Quantitative assay for minimum inhibitory concentration determination with MICs test strips
MICs test strips were purchased from Liofilchem or Oxoid (Suppl. Table 2). All MICs were measured under anaerobic growth conditions inside a Coy anaerobic chamber. Bacteria were precultured in MGAM for two overnights and cultures were diluted to OD578 = 0.5. 50 µl of the diluted culture were spread on a MGAM agar plate and allowed to dry for 15 min. The MIC test strip was placed on the agar with sterile tweezers, allowing the part with the lowest concentration touch the agar first. Plates were incubated at 37°C inside the anaerobic chamber, at least overnight and longer depending on the species-specific growth requirements. After formation of a symmetrical inhibition ellipse, plates were taken out of the chamber and imaged under controlled lighting conditions (spImager S&P Robotics Inc.) using an 18 megapixel Canon Rebel T3i (Canon Inc. USA). MICs were directly determined from the strip scale at the point where the edge of the inhibition ellipse intersects the MIC test strip. All MICs were determined in duplicates. In cases of an eight-fold difference between the two values, a third replicate was done.
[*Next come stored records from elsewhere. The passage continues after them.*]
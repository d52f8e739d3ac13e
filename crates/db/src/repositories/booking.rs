use crate::models::{DbBooking, DbBookingDetail, DbBookingStatusCount, DbStudentDutyStat};
use chrono::{NaiveDate, Utc};
use eyre::{eyre, Result};
use sqlx::{Pool, Postgres};
use uuid::Uuid;

/// Postgres unique_violation, raised by the partial unique index on
/// (schedule_id, student_id) over non-cancelled rows.
const UNIQUE_VIOLATION: &str = "23505";

/// Outcome of a booking insert. Every variant other than `Created` is an
/// expected, recoverable result of two racing attempts, not a transport
/// error: the insert transaction re-checked committed state under lock and
/// found the handler's snapshot stale.
#[derive(Debug)]
pub enum BookingInsert {
    Created(DbBooking),
    /// The student already holds a non-cancelled booking on this schedule.
    Duplicate,
    /// Active bookings reached max_students before this insert committed.
    Full,
    /// The student holds an active booking elsewhere on the same date.
    DateTaken,
}

/// Inserts a booking inside one transaction that is the authoritative guard
/// against races. The schedule row and the student's profile row are locked
/// `FOR UPDATE`, so concurrent attempts for the same slot (any students) or
/// by the same student (any schedules) serialize here, and the capacity and
/// one-duty-per-day re-checks below see committed state. The partial unique
/// index still backstops the duplicate case.
pub async fn create_booking(
    pool: &Pool<Postgres>,
    schedule_id: Uuid,
    student_id: Uuid,
) -> Result<BookingInsert> {
    let id = Uuid::new_v4();
    let now = Utc::now();

    tracing::debug!(
        "Creating booking: id={}, schedule_id={}, student_id={}",
        id,
        schedule_id,
        student_id
    );

    let mut tx = pool.begin().await?;

    // Lock order is schedule then profile everywhere this pair is taken.
    let schedule = sqlx::query_as::<_, (NaiveDate, i32)>(
        r#"
        SELECT date, max_students
        FROM schedules
        WHERE id = $1
        FOR UPDATE
        "#,
    )
    .bind(schedule_id)
    .fetch_optional(&mut *tx)
    .await?
    .ok_or_else(|| eyre!("Schedule not found: {schedule_id}"))?;
    let (schedule_date, max_students) = schedule;

    sqlx::query(
        r#"
        SELECT 1
        FROM profiles
        WHERE id = $1
        FOR UPDATE
        "#,
    )
    .bind(student_id)
    .execute(&mut *tx)
    .await?;

    let active = sqlx::query_scalar::<_, i64>(
        r#"
        SELECT COUNT(*)
        FROM schedule_students
        WHERE schedule_id = $1 AND status IN ('booked', 'approved')
        "#,
    )
    .bind(schedule_id)
    .fetch_one(&mut *tx)
    .await?;

    if active >= max_students as i64 {
        tracing::debug!(
            "Capacity reached before insert committed: schedule_id={}, active={}",
            schedule_id,
            active
        );
        return Ok(BookingInsert::Full);
    }

    let date_taken = sqlx::query_scalar::<_, bool>(
        r#"
        SELECT EXISTS (
            SELECT 1
            FROM schedule_students ss
            JOIN schedules s ON s.id = ss.schedule_id
            WHERE ss.student_id = $1 AND s.date = $2
              AND ss.status IN ('booked', 'approved')
        )
        "#,
    )
    .bind(student_id)
    .bind(schedule_date)
    .fetch_one(&mut *tx)
    .await?;

    if date_taken {
        tracing::debug!(
            "Same-date booking committed before insert: student_id={}, date={}",
            student_id,
            schedule_date
        );
        return Ok(BookingInsert::DateTaken);
    }

    let result = sqlx::query_as::<_, DbBooking>(
        r#"
        INSERT INTO schedule_students (id, schedule_id, student_id, booking_time, status, updated_at)
        VALUES ($1, $2, $3, $4, 'booked', $4)
        RETURNING *
        "#,
    )
    .bind(id)
    .bind(schedule_id)
    .bind(student_id)
    .bind(now)
    .fetch_one(&mut *tx)
    .await;

    match result {
        Ok(booking) => {
            tx.commit().await?;
            Ok(BookingInsert::Created(booking))
        }
        Err(sqlx::Error::Database(e)) if e.code().as_deref() == Some(UNIQUE_VIOLATION) => {
            tracing::debug!(
                "Duplicate booking detected by unique index: schedule_id={}, student_id={}",
                schedule_id,
                student_id
            );
            Ok(BookingInsert::Duplicate)
        }
        Err(e) => Err(e.into()),
    }
}

pub async fn get_booking_by_id(pool: &Pool<Postgres>, id: Uuid) -> Result<Option<DbBooking>> {
    let booking = sqlx::query_as::<_, DbBooking>(
        r#"
        SELECT *
        FROM schedule_students
        WHERE id = $1
        "#,
    )
    .bind(id)
    .fetch_optional(pool)
    .await?;

    Ok(booking)
}

/// Whether the student holds an active booking on this schedule.
pub async fn has_active_booking(
    pool: &Pool<Postgres>,
    schedule_id: Uuid,
    student_id: Uuid,
) -> Result<bool> {
    let exists = sqlx::query_scalar::<_, bool>(
        r#"
        SELECT EXISTS (
            SELECT 1
            FROM schedule_students
            WHERE schedule_id = $1 AND student_id = $2
              AND status IN ('booked', 'approved')
        )
        "#,
    )
    .bind(schedule_id)
    .bind(student_id)
    .fetch_one(pool)
    .await?;

    Ok(exists)
}

/// Whether the student holds an active booking on any schedule for the date.
pub async fn has_active_booking_on_date(
    pool: &Pool<Postgres>,
    student_id: Uuid,
    date: NaiveDate,
) -> Result<bool> {
    let exists = sqlx::query_scalar::<_, bool>(
        r#"
        SELECT EXISTS (
            SELECT 1
            FROM schedule_students ss
            JOIN schedules s ON s.id = ss.schedule_id
            WHERE ss.student_id = $1 AND s.date = $2
              AND ss.status IN ('booked', 'approved')
        )
        "#,
    )
    .bind(student_id)
    .bind(date)
    .fetch_one(pool)
    .await?;

    Ok(exists)
}

/// Whether the student cancelled a booking for this duty date on the given
/// calendar day. Drives the same-day rebooking lockout.
pub async fn has_same_day_cancellation(
    pool: &Pool<Postgres>,
    student_id: Uuid,
    date: NaiveDate,
    today: NaiveDate,
) -> Result<bool> {
    let exists = sqlx::query_scalar::<_, bool>(
        r#"
        SELECT EXISTS (
            SELECT 1
            FROM schedule_students ss
            JOIN schedules s ON s.id = ss.schedule_id
            WHERE ss.student_id = $1 AND s.date = $2
              AND ss.status = 'cancelled'
              AND (ss.cancelled_at AT TIME ZONE 'UTC')::date = $3
        )
        "#,
    )
    .bind(student_id)
    .bind(date)
    .bind(today)
    .fetch_one(pool)
    .await?;

    Ok(exists)
}

pub async fn count_booked_for_schedule(pool: &Pool<Postgres>, schedule_id: Uuid) -> Result<i64> {
    let count = sqlx::query_scalar::<_, i64>(
        r#"
        SELECT COUNT(*)
        FROM schedule_students
        WHERE schedule_id = $1 AND status = 'booked'
        "#,
    )
    .bind(schedule_id)
    .fetch_one(pool)
    .await?;

    Ok(count)
}

pub async fn approve_booking(pool: &Pool<Postgres>, id: Uuid) -> Result<DbBooking> {
    let updated = sqlx::query_as::<_, DbBooking>(
        r#"
        UPDATE schedule_students
        SET status = 'approved', updated_at = NOW()
        WHERE id = $1
        RETURNING *
        "#,
    )
    .bind(id)
    .fetch_one(pool)
    .await?;

    Ok(updated)
}

pub async fn cancel_booking(pool: &Pool<Postgres>, id: Uuid, reason: &str) -> Result<DbBooking> {
    let updated = sqlx::query_as::<_, DbBooking>(
        r#"
        UPDATE schedule_students
        SET status = 'cancelled', cancelled_at = NOW(),
            cancellation_reason = $2, updated_at = NOW()
        WHERE id = $1
        RETURNING *
        "#,
    )
    .bind(id)
    .bind(reason)
    .fetch_one(pool)
    .await?;

    Ok(updated)
}

pub async fn complete_booking(pool: &Pool<Postgres>, id: Uuid) -> Result<DbBooking> {
    let updated = sqlx::query_as::<_, DbBooking>(
        r#"
        UPDATE schedule_students
        SET status = 'completed', completed_at = NOW(), updated_at = NOW()
        WHERE id = $1
        RETURNING *
        "#,
    )
    .bind(id)
    .fetch_one(pool)
    .await?;

    Ok(updated)
}

/// Flips every pending booking on the schedule to approved in one pass.
pub async fn approve_all_for_schedule(
    pool: &Pool<Postgres>,
    schedule_id: Uuid,
) -> Result<Vec<DbBooking>> {
    let updated = sqlx::query_as::<_, DbBooking>(
        r#"
        UPDATE schedule_students
        SET status = 'approved', updated_at = NOW()
        WHERE schedule_id = $1 AND status = 'booked'
        RETURNING *
        "#,
    )
    .bind(schedule_id)
    .fetch_all(pool)
    .await?;

    Ok(updated)
}

/// Cancels every pending booking on the schedule in one pass.
pub async fn cancel_all_for_schedule(
    pool: &Pool<Postgres>,
    schedule_id: Uuid,
    reason: &str,
) -> Result<Vec<DbBooking>> {
    let updated = sqlx::query_as::<_, DbBooking>(
        r#"
        UPDATE schedule_students
        SET status = 'cancelled', cancelled_at = NOW(),
            cancellation_reason = $2, updated_at = NOW()
        WHERE schedule_id = $1 AND status = 'booked'
        RETURNING *
        "#,
    )
    .bind(schedule_id)
    .bind(reason)
    .fetch_all(pool)
    .await?;

    Ok(updated)
}

/// Cancels a student's active bookings for duties on or after the given
/// date. Used when an admin deactivates the account.
pub async fn cancel_active_bookings_for_student(
    pool: &Pool<Postgres>,
    student_id: Uuid,
    from: NaiveDate,
    reason: &str,
) -> Result<u64> {
    let result = sqlx::query(
        r#"
        UPDATE schedule_students ss
        SET status = 'cancelled', cancelled_at = NOW(),
            cancellation_reason = $3, updated_at = NOW()
        FROM schedules s
        WHERE s.id = ss.schedule_id
          AND ss.student_id = $1
          AND s.date >= $2
          AND ss.status IN ('booked', 'approved')
        "#,
    )
    .bind(student_id)
    .bind(from)
    .bind(reason)
    .execute(pool)
    .await?;

    Ok(result.rows_affected())
}

const BOOKING_DETAIL_SELECT: &str = r#"
    SELECT ss.id, ss.schedule_id, ss.student_id, ss.booking_time, ss.status,
           ss.cancelled_at, ss.cancellation_reason, ss.completed_at,
           s.date, s.location, s.shift_start, s.shift_end,
           p.full_name, p.email
    FROM schedule_students ss
    JOIN schedules s ON s.id = ss.schedule_id
    JOIN profiles p ON p.id = ss.student_id
"#;

/// Pending bookings across all schedules, newest first, for the admin
/// approval queue.
pub async fn list_pending_bookings(pool: &Pool<Postgres>) -> Result<Vec<DbBookingDetail>> {
    let query = format!(
        "{BOOKING_DETAIL_SELECT} WHERE ss.status = 'booked' ORDER BY ss.booking_time DESC"
    );

    let bookings = sqlx::query_as::<_, DbBookingDetail>(&query)
        .fetch_all(pool)
        .await?;

    Ok(bookings)
}

pub async fn list_bookings_for_schedule(
    pool: &Pool<Postgres>,
    schedule_id: Uuid,
) -> Result<Vec<DbBookingDetail>> {
    let query = format!(
        "{BOOKING_DETAIL_SELECT} WHERE ss.schedule_id = $1 ORDER BY ss.booking_time ASC"
    );

    let bookings = sqlx::query_as::<_, DbBookingDetail>(&query)
        .bind(schedule_id)
        .fetch_all(pool)
        .await?;

    Ok(bookings)
}

/// A student's full duty history, newest booking first.
pub async fn list_student_duties(
    pool: &Pool<Postgres>,
    student_id: Uuid,
) -> Result<Vec<DbBookingDetail>> {
    let query = format!(
        "{BOOKING_DETAIL_SELECT} WHERE ss.student_id = $1 ORDER BY ss.booking_time DESC"
    );

    let duties = sqlx::query_as::<_, DbBookingDetail>(&query)
        .bind(student_id)
        .fetch_all(pool)
        .await?;

    Ok(duties)
}

/// Booking counts grouped by status.
pub async fn booking_stats(pool: &Pool<Postgres>) -> Result<Vec<DbBookingStatusCount>> {
    let counts = sqlx::query_as::<_, DbBookingStatusCount>(
        r#"
        SELECT status, COUNT(*) AS count
        FROM schedule_students
        GROUP BY status
        "#,
    )
    .fetch_all(pool)
    .await?;

    Ok(counts)
}

/// Per-student duty numbers over a reporting window.
pub async fn student_duty_stats(
    pool: &Pool<Postgres>,
    start: NaiveDate,
    end: NaiveDate,
) -> Result<Vec<DbStudentDutyStat>> {
    let stats = sqlx::query_as::<_, DbStudentDutyStat>(
        r#"
        SELECT p.id AS student_id,
               p.full_name,
               COUNT(ss.id) AS total,
               COUNT(ss.id) FILTER (WHERE ss.status = 'completed') AS completed,
               COUNT(ss.id) FILTER (WHERE ss.status = 'cancelled') AS cancelled
        FROM schedule_students ss
        JOIN schedules s ON s.id = ss.schedule_id
        JOIN profiles p ON p.id = ss.student_id
        WHERE s.date BETWEEN $1 AND $2
        GROUP BY p.id, p.full_name
        ORDER BY p.full_name ASC
        "#,
    )
    .bind(start)
    .bind(end)
    .fetch_all(pool)
    .await?;

    Ok(stats)
}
In all cases, this resulted in a clear outlier (> 8-fold different from other two MICs) that was removed from the dataset.
MIC comparison to ChEMBL and EUCAST databases
Previously known MICs were extracted from the ChEMBL database (version 24)27 and EUCAST (obtained on May 14, 2018)24. Antibiotics from these two datasets were mapped to our dataset by name. Species were mapped using NCBI Taxonomy Identifiers and species names. For MICs from ChEMBL, a keyword-based approach was used to exclude experiments on species with mutations, deletions, insertions, etc. The EUCAST database contains a large number of reported MICs for each compound–species pair. We collapsed these to a single value by calculating the median MIC.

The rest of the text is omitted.